Ramipril attenuates left ventricular remodeling by regulating the expression of activin A-follistatin in a rat model of heart failure.

Prior studies have shown that overexpression of ACT A can lead to ventricular remodeling in rat models of heart failure. Furthermore, recently work studying demonstrated that stimulation of activin An expression in rat aortic smooth muscle (RASM) cells by angiotensin II (Ang II). Ramipril is a recently developed angiotensin converting enzyme (ACE) inhibitor. To investigate the effects of Ramipril on expression of ACT A-FS, we established the rat model of heart failure after myocardial infarction (MI), and divided into either a sham operation (SO), MI, or MI-Ramipril group.
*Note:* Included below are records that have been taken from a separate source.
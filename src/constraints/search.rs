//! Speed-compatible candidate restriction for patch matching

use crate::motion::RootChannels;
use crate::motion::trajectory::horizontal_speeds;
use ndarray::ArrayView2;

/// Result of filtering the candidates for one query patch
#[derive(Debug, Clone, PartialEq, Eq)]
pub enum FilterOutcome {
    /// Candidate offsets whose speed matches the query's target, ascending
    Restricted(Vec<usize>),
    /// No candidate matched; the caller searches the full set
    Empty,
}

/// Candidate filter built once per level
///
/// Each reference patch is summarized by its mean horizontal speed; each query
/// window by the mean target speed of the frames it covers.
#[derive(Debug, Clone)]
pub struct CandidateFilter {
    candidate_speeds: Vec<f64>,
    query_targets: Vec<f64>,
    tolerance: f64,
}

impl CandidateFilter {
    /// Summarize reference patches and target windows
    ///
    /// `targets` holds one target speed per synthesized frame at this level.
    pub fn new(
        reference: ArrayView2<'_, f64>,
        root: RootChannels,
        targets: &[f64],
        patch_size: usize,
        tolerance: f64,
    ) -> Self {
        let speeds = horizontal_speeds(reference, root);
        Self {
            candidate_speeds: window_means(&speeds, patch_size),
            query_targets: window_means(targets, patch_size),
            tolerance,
        }
    }

    /// Relative tolerance around the target speed
    pub const fn tolerance(&self) -> f64 {
        self.tolerance
    }

    /// Mean horizontal speed of every reference patch
    pub fn candidate_speeds(&self) -> &[f64] {
        &self.candidate_speeds
    }

    /// Mean target speed of the query window starting at `query`
    pub fn query_target(&self, query: usize) -> Option<f64> {
        self.query_targets.get(query).copied()
    }

    /// Candidates compatible with the query window starting at `query`
    pub fn candidates(&self, query: usize) -> FilterOutcome {
        let Some(target) = self.query_target(query) else {
            return FilterOutcome::Empty;
        };
        let low = target * (1.0 - self.tolerance);
        let high = target * (1.0 + self.tolerance);
        let kept: Vec<usize> = self
            .candidate_speeds
            .iter()
            .enumerate()
            .filter(|&(_, &speed)| speed >= low && speed <= high)
            .map(|(k, _)| k)
            .collect();
        if kept.is_empty() {
            FilterOutcome::Empty
        } else {
            FilterOutcome::Restricted(kept)
        }
    }
}

/// Mean of every window of `size` consecutive values
fn window_means(values: &[f64], size: usize) -> Vec<f64> {
    if size == 0 {
        return Vec::new();
    }
    values
        .windows(size)
        .map(|w| w.iter().sum::<f64>() / size as f64)
        .collect()
}
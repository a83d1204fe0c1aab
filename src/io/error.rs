//! Error types and context management for synthesis operations

use std::path::PathBuf;
use thiserror::Error;

/// Main error type for all synthesis operations
#[derive(Debug, Error)]
pub enum SynthesisError {
    /// A configuration value failed validation before optimization started
    #[error("Invalid configuration '{parameter}' = '{value}': {reason}")]
    InvalidConfiguration {
        /// Name of the invalid parameter
        parameter: &'static str,
        /// Provided value that failed validation
        value: String,
        /// Explanation of why the value is invalid
        reason: String,
    },

    /// Velocity profile could not be generated from the requested parameters
    #[error("Invalid velocity profile '{profile}': {reason}")]
    InvalidProfile {
        /// Requested profile type
        profile: String,
        /// Description of what's wrong with the request
        reason: String,
    },

    /// Constraints that cannot be active at the same time were requested
    ///
    /// Raised while the constraint set is built, before any level runs.
    #[error("Conflicting constraints: {reason}")]
    ConflictingConstraints {
        /// Which constraints collide
        reason: String,
    },

    /// Motion does not have the channel layout the run was configured for
    #[error("Channel layout mismatch: expected {expected}, found {found}")]
    LayoutMismatch {
        /// Layout the run expects
        expected: String,
        /// Layout that was supplied
        found: String,
    },

    /// Motion file content could not be interpreted
    #[error("Invalid motion file '{}': {reason}", .path.display())]
    MotionFormat {
        /// Path to the motion file
        path: PathBuf,
        /// Description of the format problem
        reason: String,
    },

    /// General file system operation failure
    #[error("File system error during {operation} on '{}': {source}", .path.display())]
    FileSystem {
        /// Path involved in the operation
        path: PathBuf,
        /// Description of the operation that failed
        operation: &'static str,
        /// Underlying I/O error
        #[source]
        source: std::io::Error,
    },

    /// Numerical computation produced invalid result
    #[error("Computation error in {operation}: {reason}")]
    Computation {
        /// Name of the computation that failed
        operation: &'static str,
        /// Description of the failure
        reason: String,
    },
}

/// Convenience type alias for synthesis results
pub type Result<T> = std::result::Result<T, SynthesisError>;

/// Additional context to enrich error messages
#[derive(Debug, Clone, Default)]
pub struct ErrorContext {
    /// File the failing operation touched
    pub path: Option<PathBuf>,
    /// Operation being performed
    pub operation: Option<&'static str>,
}

/// Enriches error messages with file and operation information
pub trait WithContext<T> {
    /// Add error context to a Result
    ///
    /// # Errors
    ///
    /// Propagates the original error with additional context applied
    fn with_context(self, context: ErrorContext) -> Result<T>;

    /// Add the path of the file being processed
    ///
    /// # Errors
    ///
    /// Propagates the original error with the path applied
    fn with_path(self, path: impl Into<PathBuf>) -> Result<T>;
}

impl<T, E> WithContext<T> for std::result::Result<T, E>
where
    E: Into<SynthesisError>,
{
    fn with_context(self, context: ErrorContext) -> Result<T> {
        self.map_err(|e| {
            let mut error = e.into();
            // Only file-bound errors carry a path worth replacing
            match &mut error {
                SynthesisError::FileSystem {
                    path, operation, ..
                } => {
                    if let Some(p) = &context.path {
                        path.clone_from(p);
                    }
                    if let Some(op) = context.operation {
                        *operation = op;
                    }
                }
                SynthesisError::MotionFormat { path, .. } => {
                    if let Some(p) = &context.path {
                        path.clone_from(p);
                    }
                }
                _ => {}
            }
            error
        })
    }

    fn with_path(self, path: impl Into<PathBuf>) -> Result<T> {
        self.with_context(ErrorContext {
            path: Some(path.into()),
            ..Default::default()
        })
    }
}

impl From<std::io::Error> for SynthesisError {
    fn from(err: std::io::Error) -> Self {
        Self::FileSystem {
            path: PathBuf::from("<unknown>"),
            operation: "unknown",
            source: err,
        }
    }
}

impl From<serde_json::Error> for SynthesisError {
    fn from(err: serde_json::Error) -> Self {
        Self::MotionFormat {
            path: PathBuf::from("<unknown>"),
            reason: err.to_string(),
        }
    }
}

impl From<toml::de::Error> for SynthesisError {
    fn from(err: toml::de::Error) -> Self {
        Self::InvalidConfiguration {
            parameter: "config",
            value: String::from("<toml>"),
            reason: err.to_string(),
        }
    }
}

/// Create an invalid configuration error
pub fn invalid_parameter(
    parameter: &'static str,
    value: &impl ToString,
    reason: &impl ToString,
) -> SynthesisError {
    SynthesisError::InvalidConfiguration {
        parameter,
        value: value.to_string(),
        reason: reason.to_string(),
    }
}

/// Create a computation error
pub fn computation_error(operation: &'static str, reason: &impl ToString) -> SynthesisError {
    SynthesisError::Computation {
        operation,
        reason: reason.to_string(),
    }
}
//! Pose and trajectory quality report
//!
//! Flags the artifacts patch synthesis tends to produce when pacing is
//! steered: a frozen pose that keeps travelling (sliding), a moving pose that
//! goes nowhere, and heading drift away from the overall direction of travel.
//! Pose change is the mean absolute per-channel difference of the non-root
//! channels between consecutive frames.

use crate::io::configuration::{
    ANALYSIS_INTERVAL_FRAMES, HEADING_ALERT_DEGREES, HEADING_WARNING_DEGREES,
    MIN_SLIDING_SEGMENT, MOVING_SPEED_THRESHOLD, NO_TRAVEL_SPEED_THRESHOLD, STATIC_POSE_THRESHOLD,
};
use crate::io::error::{Result, invalid_parameter};
use crate::motion::trajectory::{horizontal_positions, horizontal_speeds};
use crate::motion::{Motion, RootChannels};
use ndarray::ArrayView2;
use std::fmt;
use std::ops::Range;

/// Movement classification of an interval
#[derive(Debug, Clone, Copy, PartialEq, Eq)]
pub enum IntervalStatus {
    /// The pose is frozen while the root travels
    StaticPoseMoving,
    /// Neither pose nor root moves
    Still,
    /// The pose moves but the root stays put
    NoTravel,
    /// Pose and root both move
    Normal,
}

impl IntervalStatus {
    /// Classify mean pose change and root speed
    pub fn classify(mean_pose_change: f64, mean_root_speed: f64) -> Self {
        if mean_pose_change < STATIC_POSE_THRESHOLD && mean_root_speed > MOVING_SPEED_THRESHOLD {
            Self::StaticPoseMoving
        } else if mean_pose_change < STATIC_POSE_THRESHOLD {
            Self::Still
        } else if mean_root_speed < NO_TRAVEL_SPEED_THRESHOLD {
            Self::NoTravel
        } else {
            Self::Normal
        }
    }
}

impl fmt::Display for IntervalStatus {
    fn fmt(&self, f: &mut fmt::Formatter<'_>) -> fmt::Result {
        f.write_str(match self {
            Self::StaticPoseMoving => "static pose moving",
            Self::Still => "still",
            Self::NoTravel => "no travel",
            Self::Normal => "normal",
        })
    }
}

/// Heading agreement of an interval with the whole clip
#[derive(Debug, Clone, Copy, PartialEq, Eq)]
pub enum HeadingStatus {
    /// Within the warning threshold
    Aligned,
    /// Beyond the warning threshold
    Deviating,
    /// Beyond the alert threshold
    StronglyDeviating,
}

impl HeadingStatus {
    /// Classify an absolute heading deviation in degrees
    pub fn classify(deviation_degrees: f64) -> Self {
        if deviation_degrees > HEADING_ALERT_DEGREES {
            Self::StronglyDeviating
        } else if deviation_degrees > HEADING_WARNING_DEGREES {
            Self::Deviating
        } else {
            Self::Aligned
        }
    }
}

/// Statistics of one interval of frames
#[derive(Debug, Clone, PartialEq)]
pub struct IntervalReport {
    /// Frames covered
    pub frames: Range<usize>,
    /// Mean horizontal root speed per frame
    pub mean_root_speed: f64,
    /// Mean pose change per frame
    pub mean_pose_change: f64,
    /// Movement classification
    pub status: IntervalStatus,
    /// Horizontal root displacement `[x, z]` across the interval
    pub displacement: [f64; 2],
    /// Heading of the displacement in degrees
    pub heading_degrees: f64,
    /// Absolute difference to the clip's main heading, in `[0, 180]`
    pub heading_deviation: f64,
    /// Heading classification
    pub heading_status: HeadingStatus,
}

/// Quality report of a whole motion
#[derive(Debug, Clone, PartialEq)]
pub struct QualityReport {
    /// Number of frames analyzed
    pub frames: usize,
    /// Per-interval statistics
    pub intervals: Vec<IntervalReport>,
    /// Horizontal root displacement `[x, z]` from first to last frame
    pub total_displacement: [f64; 2],
    /// Straight-line horizontal distance travelled
    pub total_distance: f64,
    /// Heading of the total displacement in degrees
    pub main_heading_degrees: f64,
    /// Runs of at least three frames where a frozen pose slides
    pub sliding_segments: Vec<Range<usize>>,
}

impl QualityReport {
    /// Whether any interval or frame run shows an artifact
    pub fn has_issues(&self) -> bool {
        !self.sliding_segments.is_empty()
            || self.intervals.iter().any(|i| {
                matches!(
                    i.status,
                    IntervalStatus::StaticPoseMoving | IntervalStatus::NoTravel
                ) || i.heading_status != HeadingStatus::Aligned
            })
    }
}

/// Mean absolute change of the non-root channels between consecutive frames
///
/// Entry `t` compares frames `t` and `t + 1`.
pub fn pose_changes(data: ArrayView2<'_, f64>, root: Option<RootChannels>) -> Vec<f64> {
    let pose_channels: Vec<usize> = (0..data.ncols())
        .filter(|&c| !root.is_some_and(|r| r.contains(c)))
        .collect();
    if pose_channels.is_empty() {
        return vec![0.0; data.nrows().saturating_sub(1)];
    }
    let rows: Vec<_> = data.rows().into_iter().collect();
    rows.windows(2)
        .map(|pair| {
            let [a, b] = pair else {
                return 0.0;
            };
            pose_channels
                .iter()
                .map(|&c| {
                    (b.get(c).copied().unwrap_or(0.0) - a.get(c).copied().unwrap_or(0.0)).abs()
                })
                .sum::<f64>()
                / pose_channels.len() as f64
        })
        .collect()
}

fn heading_degrees(displacement: [f64; 2]) -> f64 {
    displacement[1].atan2(displacement[0]).to_degrees()
}

fn heading_deviation(a: f64, b: f64) -> f64 {
    let diff = (a - b).abs();
    if diff > 180.0 { 360.0 - diff } else { diff }
}

fn mean(values: &[f64]) -> f64 {
    if values.is_empty() {
        0.0
    } else {
        values.iter().sum::<f64>() / values.len() as f64
    }
}

/// Analyze pose activity and root trajectory
///
/// # Errors
///
/// Returns an error if the motion has no root channels or fewer than two
/// frames
pub fn analyze(motion: &Motion) -> Result<QualityReport> {
    let root = motion.layout().root().ok_or_else(|| {
        invalid_parameter(
            "root_channels",
            &motion.layout(),
            &"quality analysis needs root velocity channels",
        )
    })?;
    let frames = motion.frames();
    if frames < 2 {
        return Err(invalid_parameter(
            "frames",
            &frames,
            &"quality analysis needs at least two frames",
        ));
    }

    let data = motion.view();
    let positions = horizontal_positions(data, root);
    let mut root_speed = horizontal_speeds(data, root);
    if let Some(first) = root_speed.first_mut() {
        *first = 0.0;
    }
    let pose_change = pose_changes(data, Some(root));

    let first = positions.first().copied().unwrap_or([0.0, 0.0]);
    let last = positions.last().copied().unwrap_or([0.0, 0.0]);
    let total_displacement = [last[0] - first[0], last[1] - first[1]];
    let main_heading = heading_degrees(total_displacement);

    let span = frames - 1;
    let intervals = (0..span)
        .step_by(ANALYSIS_INTERVAL_FRAMES)
        .map(|start| {
            let end = (start + ANALYSIS_INTERVAL_FRAMES).min(span);
            let mean_root_speed = mean(root_speed.get(start..end).unwrap_or_default());
            let mean_pose_change = mean(pose_change.get(start..end).unwrap_or_default());
            let from = positions.get(start).copied().unwrap_or(first);
            let to = positions.get(end - 1).copied().unwrap_or(last);
            let displacement = [to[0] - from[0], to[1] - from[1]];
            let heading = heading_degrees(displacement);
            let deviation = heading_deviation(heading, main_heading);
            IntervalReport {
                frames: start..end,
                mean_root_speed,
                mean_pose_change,
                status: IntervalStatus::classify(mean_pose_change, mean_root_speed),
                displacement,
                heading_degrees: heading,
                heading_deviation: deviation,
                heading_status: HeadingStatus::classify(deviation),
            }
        })
        .collect();

    let sliding: Vec<usize> = pose_change
        .iter()
        .zip(&root_speed)
        .enumerate()
        .filter(|&(_, (&pose, &speed))| {
            pose < STATIC_POSE_THRESHOLD && speed > MOVING_SPEED_THRESHOLD
        })
        .map(|(t, _)| t)
        .collect();

    Ok(QualityReport {
        frames,
        intervals,
        total_displacement,
        total_distance: total_displacement[0].hypot(total_displacement[1]),
        main_heading_degrees: main_heading,
        sliding_segments: contiguous_runs(&sliding, MIN_SLIDING_SEGMENT),
    })
}

/// Group sorted indices into consecutive runs of at least `min_len`
pub fn contiguous_runs(indices: &[usize], min_len: usize) -> Vec<Range<usize>> {
    let mut runs = Vec::new();
    let mut iter = indices.iter().copied();
    let Some(mut start) = iter.next() else {
        return runs;
    };
    let mut end = start + 1;
    for index in iter {
        if index == end {
            end += 1;
        } else {
            if end - start >= min_len {
                runs.push(start..end);
            }
            start = index;
            end = index + 1;
        }
    }
    if end - start >= min_len {
        runs.push(start..end);
    }
    runs
}
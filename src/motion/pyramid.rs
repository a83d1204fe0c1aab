//! Coarse-to-fine level construction
//!
//! Level lengths are derived from the finest lengths by repeated scaling with
//! `pyr_factor`: level `k` counted from the finest has `round(n · pyr_factor^k)`
//! frames for both the synthesized output and the reference. Levels are added
//! while both lengths stay at or above the minimum level size, so the number of
//! levels follows from the stopping condition.

use crate::io::error::{Result, invalid_parameter};
use crate::math::interpolation::ResampleKernel;
use crate::motion::resample::resample_motion;
use crate::motion::{Motion, RootChannels};
use tracing::debug;

/// Parameters controlling pyramid construction
#[derive(Debug, Clone, Copy)]
pub struct PyramidSettings {
    /// Frames per patch; every level must hold at least one patch
    pub patch_size: usize,
    /// Resolution ratio between adjacent levels, in `(0, 1)`
    pub pyr_factor: f64,
    /// Smallest admissible level length (at least `patch_size`)
    pub min_level_frames: usize,
    /// Optional cap on the number of levels
    pub num_stages_limit: Option<usize>,
    /// Interpolation kernel used for every resampling
    pub kernel: ResampleKernel,
    /// Root channels stored as per-frame velocity, if any
    pub velocity_root: Option<RootChannels>,
}

/// One resolution stage
#[derive(Debug, Clone)]
pub struct PyramidLevel {
    /// Position in the pyramid, 0 is the coarsest
    pub index: usize,
    /// `pyr_factor^k` relative to the finest level
    pub resolution_factor: f64,
    /// Length of the synthesized buffer at this level
    pub synthesis_frames: usize,
    /// Reference motion resampled to this level
    pub reference: Motion,
}

/// Ordered levels from coarsest to finest
#[derive(Debug, Clone)]
pub struct Pyramid {
    levels: Vec<PyramidLevel>,
}

impl Pyramid {
    /// Build the level sequence for a reference and requested output length
    ///
    /// # Errors
    ///
    /// Returns an error if:
    /// - `pyr_factor` is outside `(0, 1)`
    /// - `patch_size` is zero or larger than the finest reference or output
    /// - `min_level_frames` is smaller than `patch_size`
    pub fn build(
        reference: &Motion,
        output_frames: usize,
        settings: &PyramidSettings,
    ) -> Result<Self> {
        validate_settings(settings)?;

        let finest = reference.frames().min(output_frames);
        if settings.patch_size > finest {
            return Err(invalid_parameter(
                "patch_size",
                &settings.patch_size,
                &format!(
                    "exceeds the finest level ({} reference frames, {output_frames} output frames)",
                    reference.frames()
                ),
            ));
        }

        let stage_limit = settings.num_stages_limit.unwrap_or(usize::MAX).max(1);
        let mut lengths = vec![(1.0, output_frames, reference.frames())];
        let mut factor = 1.0;
        while lengths.len() < stage_limit {
            factor *= settings.pyr_factor;
            let out_k = scaled_length(output_frames, factor);
            let ref_k = scaled_length(reference.frames(), factor);
            if out_k < settings.min_level_frames || ref_k < settings.min_level_frames {
                break;
            }
            lengths.push((factor, out_k, ref_k));
        }
        lengths.reverse();

        let mut levels = Vec::with_capacity(lengths.len());
        for (index, (resolution_factor, synthesis_frames, reference_frames)) in
            lengths.into_iter().enumerate()
        {
            let level_reference = resample_motion(
                reference,
                reference_frames,
                settings.kernel,
                settings.velocity_root,
            )?;
            debug!(
                level = index,
                synthesis_frames, reference_frames, "pyramid level built"
            );
            levels.push(PyramidLevel {
                index,
                resolution_factor,
                synthesis_frames,
                reference: level_reference,
            });
        }

        Ok(Self { levels })
    }

    /// All levels, coarsest first
    pub fn levels(&self) -> &[PyramidLevel] {
        &self.levels
    }

    /// Number of levels
    pub fn len(&self) -> usize {
        self.levels.len()
    }

    /// Whether the pyramid holds no levels
    pub fn is_empty(&self) -> bool {
        self.levels.is_empty()
    }

    /// Level at `index`, if present
    pub fn level(&self, index: usize) -> Option<&PyramidLevel> {
        self.levels.get(index)
    }

    /// Whether `index` names the finest level
    pub fn is_finest(&self, index: usize) -> bool {
        index + 1 == self.levels.len()
    }
}

fn scaled_length(frames: usize, factor: f64) -> usize {
    (frames as f64 * factor).round() as usize
}

fn validate_settings(settings: &PyramidSettings) -> Result<()> {
    if !(settings.pyr_factor > 0.0 && settings.pyr_factor < 1.0) {
        return Err(invalid_parameter(
            "pyr_factor",
            &settings.pyr_factor,
            &"must lie strictly between 0 and 1",
        ));
    }
    if settings.patch_size == 0 {
        return Err(invalid_parameter(
            "patch_size",
            &settings.patch_size,
            &"must be at least 1",
        ));
    }
    if settings.min_level_frames < settings.patch_size {
        return Err(invalid_parameter(
            "min_level_frames",
            &settings.min_level_frames,
            &format!("must be at least patch_size ({})", settings.patch_size),
        ));
    }
    Ok(())
}
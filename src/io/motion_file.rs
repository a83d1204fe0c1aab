//! JSON container for motions
//!
//! ```json
//! {
//!   "frame_time": 0.0333,
//!   "root": { "horizontal_x": 6, "vertical": 7, "horizontal_z": 8 },
//!   "frames": [[0.0, 0.1, ...], ...]
//! }
//! ```
//!
//! `root` may be omitted for pose-only data and `frame_time` defaults to 1/30 s.

use crate::io::configuration::DEFAULT_FRAME_TIME;
use crate::io::error::{ErrorContext, Result, SynthesisError, WithContext};
use crate::motion::{ChannelLayout, Motion, RootChannels};
use ndarray::Array2;
use serde::{Deserialize, Serialize};
use std::path::Path;

#[derive(Serialize, Deserialize)]
#[serde(deny_unknown_fields)]
struct MotionDocument {
    #[serde(default = "default_frame_time")]
    frame_time: f64,
    #[serde(default, skip_serializing_if = "Option::is_none")]
    root: Option<RootChannels>,
    frames: Vec<Vec<f64>>,
}

const fn default_frame_time() -> f64 {
    DEFAULT_FRAME_TIME
}

fn format_error(path: &Path, reason: impl Into<String>) -> SynthesisError {
    SynthesisError::MotionFormat {
        path: path.to_path_buf(),
        reason: reason.into(),
    }
}

/// Parse a motion from JSON text
///
/// `origin` only labels errors.
///
/// # Errors
///
/// Returns an error if the JSON is malformed, frames are ragged, or the layout
/// or values are invalid
pub fn parse_motion(text: &str, origin: &Path) -> Result<Motion> {
    let document: MotionDocument = serde_json::from_str(text).with_path(origin)?;
    let channels = document.frames.first().map_or(0, Vec::len);
    if let Some((index, frame)) = document
        .frames
        .iter()
        .enumerate()
        .find(|(_, f)| f.len() != channels)
    {
        return Err(format_error(
            origin,
            format!(
                "frame {index} has {} channels, expected {channels}",
                frame.len()
            ),
        ));
    }

    let frame_count = document.frames.len();
    let flat: Vec<f64> = document.frames.into_iter().flatten().collect();
    let data = Array2::from_shape_vec((frame_count, channels), flat)
        .map_err(|e| format_error(origin, e.to_string()))?;
    let layout = ChannelLayout::new(channels.max(1), document.root)?;
    Motion::new(data, layout)?.with_frame_time(document.frame_time)
}

/// Serialize a motion to pretty-printed JSON
///
/// # Errors
///
/// Returns an error if serialization fails
pub fn motion_to_json(motion: &Motion) -> Result<String> {
    let document = MotionDocument {
        frame_time: motion.frame_time(),
        root: motion.layout().root(),
        frames: motion
            .view()
            .rows()
            .into_iter()
            .map(|row| row.to_vec())
            .collect(),
    };
    Ok(serde_json::to_string_pretty(&document)?)
}

/// Read a motion file
///
/// # Errors
///
/// Returns an error if the file cannot be read or parsed
pub fn load_motion(path: &Path) -> Result<Motion> {
    let text = std::fs::read_to_string(path).with_context(ErrorContext {
        path: Some(path.to_path_buf()),
        operation: Some("read motion"),
    })?;
    parse_motion(&text, path)
}

/// Write a motion file
///
/// # Errors
///
/// Returns an error if serialization or writing fails
pub fn save_motion(path: &Path, motion: &Motion) -> Result<()> {
    let text = motion_to_json(motion)?;
    std::fs::write(path, text).with_context(ErrorContext {
        path: Some(path.to_path_buf()),
        operation: Some("write motion"),
    })
}
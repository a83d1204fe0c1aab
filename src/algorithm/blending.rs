//! Overlapping patch aggregation
//!
//! Frame `i` of a buffer with `L` frames and patch length `p` is covered by
//! the query patches starting at `max(0, i − p + 1) ..= min(i, L − p)`. Each
//! contributes the frame of its matched reference patch at the same position
//! with weight 1, so interior frames average `p` estimates and the weight
//! falls off linearly toward both ends of the buffer.

use crate::algorithm::matcher::MatchSet;
use crate::io::error::{Result, computation_error};
use ndarray::{Array2, ArrayView2};
use rayon::prelude::*;

/// Blended buffer and the weight behind every frame
#[derive(Debug, Clone, PartialEq)]
pub struct BlendResult {
    /// Average of all contributions per frame
    pub blended: Array2<f64>,
    /// Number of contributions per frame
    pub coverage: Vec<usize>,
}

/// Number of patches covering each frame
pub fn coverage_counts(frames: usize, patch_size: usize) -> Vec<usize> {
    if patch_size == 0 || patch_size > frames {
        return vec![0; frames];
    }
    let last_query = frames - patch_size;
    (0..frames)
        .map(|i| {
            let first = (i + 1).saturating_sub(patch_size);
            i.min(last_query) + 1 - first
        })
        .collect()
}

/// Average the matched reference frames over every covering patch
///
/// # Errors
///
/// Returns an error if the match set does not cover a buffer of `frames`
/// frames or a matched candidate lies outside the reference
pub fn blend_matches(
    matches: &MatchSet,
    reference: ArrayView2<'_, f64>,
    frames: usize,
) -> Result<BlendResult> {
    let patch_size = matches.patch_size();
    if patch_size == 0 || frames < patch_size || matches.len() != frames - patch_size + 1 {
        return Err(computation_error(
            "blend",
            &format!(
                "{} matches cannot cover {frames} frames with patches of {patch_size}",
                matches.len()
            ),
        ));
    }
    if let Some(m) = matches
        .matches()
        .iter()
        .find(|m| m.candidate + patch_size > reference.nrows())
    {
        return Err(computation_error(
            "blend",
            &format!(
                "candidate {} exceeds the reference ({} frames)",
                m.candidate,
                reference.nrows()
            ),
        ));
    }

    let channels = reference.ncols();
    let coverage = coverage_counts(frames, patch_size);
    let last_query = frames - patch_size;

    let rows: Vec<Vec<f64>> = (0..frames)
        .into_par_iter()
        .map(|i| {
            let mut sum = vec![0.0; channels];
            let first = (i + 1).saturating_sub(patch_size);
            let covering = matches
                .matches()
                .get(first..=i.min(last_query))
                .unwrap_or_default();
            for m in covering {
                let source = reference.row(m.candidate + i - m.query);
                for (acc, v) in sum.iter_mut().zip(source.iter()) {
                    *acc += v;
                }
            }
            let weight = covering.len().max(1) as f64;
            sum.into_iter().map(|v| v / weight).collect()
        })
        .collect();

    let blended = Array2::from_shape_vec((frames, channels), rows.concat())
        .map_err(|e| computation_error("blend", &e))?;
    Ok(BlendResult { blended, coverage })
}
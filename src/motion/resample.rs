//! Temporal resampling preserving channel semantics
//!
//! Every channel is interpolated over a time axis whose first and last frames
//! stay fixed. Horizontal root velocities are per-frame rates: when the same
//! time span is covered by fewer frames each frame travels further, so they
//! are rescaled by `source_frames / target_frames` after interpolation.

use crate::io::error::{Result, invalid_parameter};
use crate::math::interpolation::{ResampleKernel, resample};
use crate::motion::{Motion, RootChannels};
use ndarray::{Array2, ArrayView2};

/// Resample a frames × channels matrix to `target_frames` frames
///
/// # Errors
///
/// Returns an error if `target_frames` is zero or the source has no frames
pub fn resample_frames(
    data: ArrayView2<'_, f64>,
    target_frames: usize,
    kernel: ResampleKernel,
    velocity_root: Option<RootChannels>,
) -> Result<Array2<f64>> {
    if target_frames == 0 {
        return Err(invalid_parameter(
            "target_frames",
            &target_frames,
            &"cannot resample to zero frames",
        ));
    }
    let source_frames = data.nrows();
    if source_frames == target_frames {
        return Ok(data.to_owned());
    }

    let rate_scale = source_frames as f64 / target_frames as f64;
    let mut output = Array2::zeros((target_frames, data.ncols()));
    for (c, column) in data.columns().into_iter().enumerate() {
        let values: Vec<f64> = column.iter().copied().collect();
        let mut resampled = resample(&values, target_frames, kernel)?;
        if velocity_root.is_some_and(|r| r.is_horizontal(c)) {
            for v in &mut resampled {
                *v *= rate_scale;
            }
        }
        for (dst, src) in output.column_mut(c).iter_mut().zip(resampled) {
            *dst = src;
        }
    }
    Ok(output)
}

/// Resample a motion, keeping its layout and total duration
///
/// # Errors
///
/// Returns an error if `target_frames` is zero
pub fn resample_motion(
    motion: &Motion,
    target_frames: usize,
    kernel: ResampleKernel,
    velocity_root: Option<RootChannels>,
) -> Result<Motion> {
    let data = resample_frames(motion.view(), target_frames, kernel, velocity_root)?;
    let duration = motion.frame_time() * motion.frames() as f64;
    motion
        .with_data(data)?
        .with_frame_time(duration / target_frames as f64)
}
We found that Ramipril significantly attenuates collagen-I and III deposition (col-I and III). Notably, we determined that expression of ACT A and II activin receptor (ActRII) were significantly down-regulated in the non-infarcted area of the left ventricle in the Ramipril group, whereas the mRNA and protein levels of FS were markedly up-regulated. Our data suggested that Ramipril benefited left ventricular remodeling by reducing fibrosis and collagen accumulation in the left ventricle of rats after myocardial infarction. This observation was also associated with down-regulation of ACT A expression. This study elucidated a new protective mechanism of Ramipril and suggests a novel strategy for treatment of post-infarct remodeling and subsequent heart failure.